One powerful way to do this is to expose children to the parts of Black culture that have always revered education. Historically Black Colleges and Universities are a perfect example. HBCUs were built by our ancestors during and after slavery and through the brutal decades of Jim Crow, when Black people were legally denied access to education and still built institutions of extraordinary learning and excellence. Taking children to HBCU campuses, attending homecomings, and telling those stories roots academic ambition in cultural pride rather than in opposition to it.

Positive Exposure

What children see consistently is what children learn to want. Many Black children grow up seeing Black excellence represented almost exclusively through sports and entertainment. Those are legitimate expressions of talent, but they represent an extraordinarily narrow path with a devastatingly low probability of success. A Division I college football or basketball player has roughly a two percent chance of making it to the professional level. And here is the part that rarely gets said out loud: not only do almost none go pro, at least 19 percent of Black players in Division I college football and basketball fail to graduate as well, meaning many chase a dream that does not materialize and walk away without the degree that was supposed to be the fallback. When these are the primary images of success a child absorbs, it quietly orients their ambitions toward a path where the odds are stacked at every turn.
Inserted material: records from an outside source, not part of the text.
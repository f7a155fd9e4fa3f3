//! get_neighbors - bounded multi-hop expansion

use crate::registry::{Tool, ToolSpec};
use kgagent_core::{KnowledgeGraph, ParamType, ReturnType, ToolFault, ToolResult, Value};

pub const DEFAULT_DEPTH_CAP: usize = 3;

pub struct GetNeighborsTool {
    spec: ToolSpec,
    depth_cap: usize,
}

impl GetNeighborsTool {
    pub fn new(depth_cap: usize) -> Self {
        let depth_cap = depth_cap.max(1);
        Self {
            spec: ToolSpec::new(
                "get_neighbors",
                format!(
                    "Entities reachable from entity within depth hops (1 to {}) along outgoing edges.",
                    depth_cap
                ),
                ReturnType::EntitySet,
            )
            .param("entity", ParamType::Entity)
            .param("depth", ParamType::Literal),
            depth_cap,
        }
    }

    pub fn depth_cap(&self) -> usize {
        self.depth_cap
    }

    async fn run(&self, args: &[Value], graph: &dyn KnowledgeGraph) -> Result<ToolResult, ToolFault> {
        let entity = super::entity_arg(args, 0)?;
        let raw = super::literal_arg(args, 1)?;
        let depth = raw
            .as_number()
            .filter(|d| d.fract() == 0.0 && *d >= 1.0 && *d <= self.depth_cap as f64)
            .ok_or_else(|| {
                ToolFault::argument(format!(
                    "depth must be an integer from 1 to {}, got {}",
                    self.depth_cap, raw
                ))
            })?;
        Ok(ToolResult::EntitySet(
            graph.neighbors(entity, depth as usize).await,
        ))
    }
}

impl Default for GetNeighborsTool {
    fn default() -> Self {
        Self::new(DEFAULT_DEPTH_CAP)
    }
}

#[async_trait::async_trait]
impl Tool for GetNeighborsTool {
    fn spec(&self) -> &ToolSpec {
        &self.spec
    }

    async fn execute(&self, args: &[Value], graph: &dyn KnowledgeGraph) -> ToolResult {
        self.run(args, graph).await.unwrap_or_else(ToolResult::Error)
    }
}
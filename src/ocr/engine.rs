//! OCR 引擎 trait

use image::DynamicImage;
use std::path::Path;

use super::types::OcrWord;
use super::OcrError;

pub trait OcrEngine {
    /// 识别图片文件中的单词
    fn recognize_file(&self, image_path: &Path) -> Result<Vec<OcrWord>, OcrError>;

    /// 通过临时 PNG 文件识别内存中的图片
    fn recognize_image(&self, img: &DynamicImage) -> Result<Vec<OcrWord>, OcrError> {
        let temp = tempfile::Builder::new()
            .prefix("highlighter-ocr-")
            .suffix(".png")
            .tempfile()?;
        img.save_with_format(temp.path(), image::ImageFormat::Png)?;
        self.recognize_file(temp.path())
    }

    /// 图片的纯文本，每个识别出的文本行输出一行
    fn extract_text(&self, img: &DynamicImage) -> Result<String, OcrError> {
        Ok(words_to_text(&self.recognize_image(img)?))
    }
}

/// 按 block/paragraph/line 位置把单词重新拼成行
pub fn words_to_text(words: &[OcrWord]) -> String {
    let mut lines: Vec<String> = Vec::new();
    let mut current_key = None;

    for word in words {
        let key = word.line_key();
        if current_key == Some(key) {
            if let Some(line) = lines.last_mut() {
                line.push(' ');
                line.push_str(&word.text);
            }
        } else {
            lines.push(word.text.clone());
            current_key = Some(key);
        }
    }
    lines.join("\n")
}
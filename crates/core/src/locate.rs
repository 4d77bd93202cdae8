//! 目标定位：从字面目标字符串到页面上的矩形

use crate::document::Document;
use crate::geometry::Rectangle;

/// 每页每个查询的命中上限
pub const DEFAULT_MAX_HITS: usize = 200;

/// 目标在页面上的一次出现
#[derive(Debug, Clone, Copy, PartialEq)]
pub struct Occurrence {
    /// 页索引，从 0 开始
    pub page_index: usize,
    pub rect: Rectangle,
}

/// 在文档的每一页上定位目标。
/// 底层搜索区分大小写，因此每个目标会尝试多种大小写变体并合并所有命中。
/// 不同变体得到的矩形不做比较，重叠的重复结果会保留。
#[derive(Debug, Clone, Copy)]
pub struct TextLocator {
    max_hits: usize,
}

impl Default for TextLocator {
    fn default() -> Self {
        Self::new(DEFAULT_MAX_HITS)
    }
}

impl TextLocator {
    pub fn new(max_hits: usize) -> Self {
        Self {
            max_hits: max_hits.max(1),
        }
    }

    /// 按搜索顺序排列的大小写变体：原文、去空白、首字母大写、全大写、全小写。
    /// 文本相同的变体只出现一次。
    pub fn variants(target: &str) -> Vec<String> {
        let trimmed = target.trim();
        let candidates = [
            target.to_string(),
            trimmed.to_string(),
            title_case(trimmed),
            trimmed.to_uppercase(),
            trimmed.to_lowercase(),
        ];

        let mut variants: Vec<String> = Vec::with_capacity(candidates.len());
        for candidate in candidates {
            if candidate.trim().is_empty() || variants.contains(&candidate) {
                continue;
            }
            variants.push(candidate);
        }
        variants
    }

    /// `target` 的所有出现位置，先按页序再按搜索顺序。
    /// 失败不会向上传递：变体搜索失败则跳过该变体，页面无法搜索则跳过该页，
    /// 完全没有匹配时返回空列表。
    pub fn locate<D: Document + ?Sized>(&self, doc: &D, target: &str) -> Vec<Occurrence> {
        if target.trim().is_empty() {
            log::debug!("[Locator] 忽略空白目标");
            return Vec::new();
        }

        let variants = Self::variants(target);
        let queries: Vec<&str> = variants.iter().map(String::as_str).collect();
        let mut occurrences = Vec::new();

        for page_index in 0..doc.page_count() {
            let bounds = match doc.page_bounds(page_index) {
                Ok(bounds) => bounds,
                Err(e) => {
                    log::warn!("[Locator] 第 {} 页没有可用边界: {}", page_index + 1, e);
                    continue;
                }
            };

            let hits = match doc.search_page(page_index, &queries, self.max_hits) {
                Ok(hits) => hits,
                Err(e) => {
                    log::warn!("[Locator] 第 {} 页搜索失败: {}", page_index + 1, e);
                    continue;
                }
            };

            for (variant, result) in queries.iter().zip(hits) {
                let rects = match result {
                    Ok(rects) => rects,
                    Err(e) => {
                        log::debug!(
                            "[Locator] 变体 {:?} 在第 {} 页搜索失败: {}",
                            variant,
                            page_index + 1,
                            e
                        );
                        continue;
                    }
                };

                for rect in rects.into_iter().take(self.max_hits) {
                    match rect.clamp_to(&bounds) {
                        Some(rect) => occurrences.push(Occurrence { page_index, rect }),
                        None => log::debug!(
                            "[Locator] 命中 {:?} 超出第 {} 页边界，已丢弃",
                            rect,
                            page_index + 1
                        ),
                    }
                }
            }
        }

        log::info!("[Locator] {:?}: 共 {} 处", target, occurrences.len());
        occurrences
    }
}

/// 每段字母的首字母大写，其余小写
pub fn title_case(text: &str) -> String {
    let mut out = String::with_capacity(text.len());
    let mut prev_alpha = false;
    for c in text.chars() {
        if prev_alpha {
            out.extend(c.to_lowercase());
        } else {
            out.extend(c.to_uppercase());
        }
        prev_alpha = c.is_alphabetic();
    }
    out
}

#[cfg(test)]
mod tests {
    use super::*;
    use crate::document::QueryHits;
    use crate::CoreError;

    /// 等宽文本页面，每页一行，每个字符 10 个单位宽
    struct FakeDocument {
        pages: Vec<String>,
        width: f32,
        failing_query: Option<&'static str>,
    }

    impl FakeDocument {
        fn new(pages: &[&str]) -> Self {
            Self {
                pages: pages.iter().map(|p| p.to_string()).collect(),
                width: 612.0,
                failing_query: None,
            }
        }
    }

    impl Document for FakeDocument {
        fn page_count(&self) -> usize {
            self.pages.len()
        }

        fn page_bounds(&self, _index: usize) -> crate::Result<Rectangle> {
            Ok(Rectangle::new(0.0, 792.0, self.width, 0.0))
        }

        fn page_text(&self, index: usize) -> crate::Result<String> {
            self.pages.get(index).cloned().ok_or(CoreError::PageOutOfRange(index))
        }

        fn search_page(&self, index: usize, queries: &[&str], max_hits: usize) -> crate::Result<Vec<QueryHits>> {
            let text = self.page_text(index)?;
            Ok(queries
                .iter()
                .map(|q| {
                    if Some(*q) == self.failing_query {
                        return Err(CoreError::Search(format!("cannot search {:?}", q)));
                    }
                    Ok(text
                        .match_indices(q)
                        .take(max_hits)
                        .map(|(offset, m)| {
                            let left = offset as f32 * 10.0;
                            Rectangle::new(left, 712.0, left + m.len() as f32 * 10.0, 700.0)
                        })
                        .collect())
                })
                .collect())
        }
    }

    #[test]
    fn test_variants_order_and_dedup() {
        assert_eq!(
            TextLocator::variants("  acme corp "),
            vec!["  acme corp ", "acme corp", "Acme Corp", "ACME CORP"]
        );
        assert_eq!(TextLocator::variants("Acme Inc"), vec!["Acme Inc", "ACME INC", "acme inc"]);
    }

    #[test]
    fn test_title_case() {
        assert_eq!(title_case("acme corp"), "Acme Corp");
        assert_eq!(title_case("ACME-CORP inc."), "Acme-Corp Inc.");
        assert_eq!(title_case("o'neil"), "O'Neil");
    }

    #[test]
    fn test_case_variants_find_literal_text() {
        let doc = FakeDocument::new(&["Worked at Acme Corp in 2020"]);
        let locator = TextLocator::default();

        let lower = locator.locate(&doc, "acme corp");
        assert_eq!(lower.len(), 1);
        assert_eq!(lower[0].rect.left, 100.0);

        let upper = locator.locate(&doc, "ACME CORP");
        assert_eq!(upper.len(), 1);
    }

    #[test]
    fn test_zero_occurrences_is_empty() {
        let doc = FakeDocument::new(&["Nothing to see", "here either"]);
        assert!(TextLocator::default().locate(&doc, "Globex").is_empty());
        assert!(TextLocator::default().locate(&doc, "   ").is_empty());
    }

    #[test]
    fn test_page_order_preserved() {
        let doc = FakeDocument::new(&["Globex", "no match", "Globex and Globex"]);
        let hits = TextLocator::default().locate(&doc, "Globex");
        let pages: Vec<usize> = hits.iter().map(|o| o.page_index).collect();
        assert_eq!(pages, vec![0, 2, 2]);
    }

    #[test]
    fn test_failing_variant_is_swallowed() {
        let mut doc = FakeDocument::new(&["ACME CORP annual report"]);
        doc.failing_query = Some("acme corp");
        let hits = TextLocator::default().locate(&doc, "acme corp");
        assert_eq!(hits.len(), 1);
    }

    #[test]
    fn test_distinct_variants_are_not_deduplicated() {
        // "ab" 和 "AB" 是不同变体，两者的命中都保留
        let doc = FakeDocument::new(&["ab AB"]);
        let hits = TextLocator::default().locate(&doc, "ab");
        assert_eq!(hits.len(), 2);
    }

    #[test]
    fn test_max_hits_cap() {
        let page = "x".repeat(500);
        let mut doc = FakeDocument::new(&[page.as_str()]);
        doc.width = 10_000.0;
        let hits = TextLocator::new(128).locate(&doc, "x");
        assert_eq!(hits.len(), 128);
    }

    #[test]
    fn test_hits_outside_page_dropped() {
        let page = format!("{}Target", " ".repeat(70));
        let doc = FakeDocument::new(&[page.as_str()]);
        // 从 x = 700 开始，超出 612 宽的页面
        assert!(TextLocator::default().locate(&doc, "Target").is_empty());
    }
}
Parents must be deliberate about expanding that frame. Expose children to Black doctors, scientists, engineers, lawyers, educators, entrepreneurs, and writers. Protect their ear and eye gate from content that glorifies ignorance, and fill those gates with a flow of positive energy and info from people and stories that create a genuine appetite for intellectual achievement.

High Expectations

Research consistently shows that students tend to rise or fall to the expectations set for them. Low expectations communicate to a child that you do not believe they are capable. High expectations, clearly communicated and consistently held, tell a child they have something worth reaching for. Proverbs 22:6 says train up a child in the way he should go, and when he is old he will not depart from it. That applies directly here.

In our home, we expected our children’s grades to never fall below a B, at minimum. We had assessed what they were capable of and we held them to it. Both graduated in the top 15% of their classes. That was not luck. It was the result of expectations set early, held firmly, and reinforced daily. Do not allow your children to skate through on mediocrity and call it acceptable. Mediocrity in childhood becomes a habit that is very hard to break in adulthood.

Conclusion

Closing the achievement gap is absolutely achievable. Black children are not academically inferior. They never were. This gap does not exist because of any deficiency in the intellectual capacity of Black children. It exists because of deliberate historical disinvestment in Black schools and communities, ongoing structural inequalities in how schools are funded and resourced, and in some cases gaps in what is being cultivated at home. The data shows where the problem lives. The solutions above show where the work begins. And the first place to start that work is at home, at the kitchen table, with a book in hand and expectations high. Let’s get busy closing this thing.